TASK GOAL> There is one span to output from the data below: the lines starting at the line with "let clock = Arc::new(ManualClock::new(start_time()));" and ending at the line with "use once_cell::sync::Lazy;". Output it exactly, ends included, nothing more.

STUDY MATERIAL>
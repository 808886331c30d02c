// tests/common/mod.rs
#![allow(dead_code)] // Not every test file uses every helper

use chrono::{DateTime, TimeZone, Utc};
use orderdesk::{
  IdGenerator, ManualClock, MemoryOrderStore, MemoryProductStore, NewProduct, OrderService, ProductDto, ProductService,
};
use rust_decimal::Decimal;
use std::str::FromStr;
use std::sync::{
  atomic::{AtomicU64, Ordering},
  Arc,
};
use tracing::Level;
use uuid::Uuid;

// --- Deterministic identifiers ---
#[derive(Debug, Default)]
pub struct SequentialIds {
  next: AtomicU64,
}

impl IdGenerator for SequentialIds {
  fn generate(&self) -> Uuid {
    let n = self.next.fetch_add(1, Ordering::SeqCst) + 1;
    Uuid::from_u128(n as u128)
  }
}

// --- Services wired to in-memory stores ---
pub struct Fixture {
  pub products: Arc<MemoryProductStore>,
  pub orders: Arc<MemoryOrderStore>,
  pub clock: Arc<ManualClock>,
  pub product_service: ProductService,
  pub order_service: OrderService,
}

pub fn start_time() -> DateTime<Utc> {
  Utc.with_ymd_and_hms(2020, 11, 9, 0, 0, 0).unwrap()
}

impl Fixture {
  pub fn new() -> Self {
    setup_tracing();
    let ids: Arc<dyn IdGenerator> = Arc::new(SequentialIds::default());
    let products = Arc::new(MemoryProductStore::new());
    let clock = Arc::new(ManualClock::new(start_time()));
    let orders = Arc::new(MemoryOrderStore::with_clock(clock.clone()));

    let product_service = ProductService::new(products.clone(), ids.clone());
    let order_service = OrderService::new(orders.clone(), products.clone(), ids);

    Self {
      products,
      orders,
      clock,
      product_service,
      order_service,
    }
  }

  pub async fn add_product(&self, name: &str, price: &str) -> ProductDto {
    self
      .product_service
      .create(NewProduct {
        name: name.to_string(),
        price: dec(price),
      })
      .await
      .unwrap()
  }
}

pub fn dec(raw: &str) -> Decimal {
  Decimal::from_str(raw).unwrap()
}

// --- Helper for Tracing Setup (call once per test run if needed) ---
use once_cell::sync::Lazy;
static TRACING_INIT: Lazy<()> = Lazy::new(|| {
  tracing_subscriber::fmt()
    .with_max_level(Level::DEBUG)
    .with_test_writer() // Important for tests to capture output
    .try_init()
    .ok(); // Allow multiple initializations in tests (ok if fails)
});

pub fn setup_tracing() {
  Lazy::force(&TRACING_INIT);
}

SOLVED PROBLEM>
    let clock = Arc::new(ManualClock::new(start_time()));
    let orders = Arc::new(MemoryOrderStore::with_clock(clock.clone()));

    let product_service = ProductService::new(products.clone(), ids.clone());
    let order_service = OrderService::new(orders.clone(), products.clone(), ids);

    Self {
      products,
      orders,
      clock,
      product_service,
      order_service,
    }
  }

  pub async fn add_product(&self, name: &str, price: &str) -> ProductDto {
    self
      .product_service
      .create(NewProduct {
        name: name.to_string(),
        price: dec(price),
      })
      .await
      .unwrap()
  }
}

pub fn dec(raw: &str) -> Decimal {
  Decimal::from_str(raw).unwrap()
}

// --- Helper for Tracing Setup (call once per test run if needed) ---
use once_cell::sync::Lazy;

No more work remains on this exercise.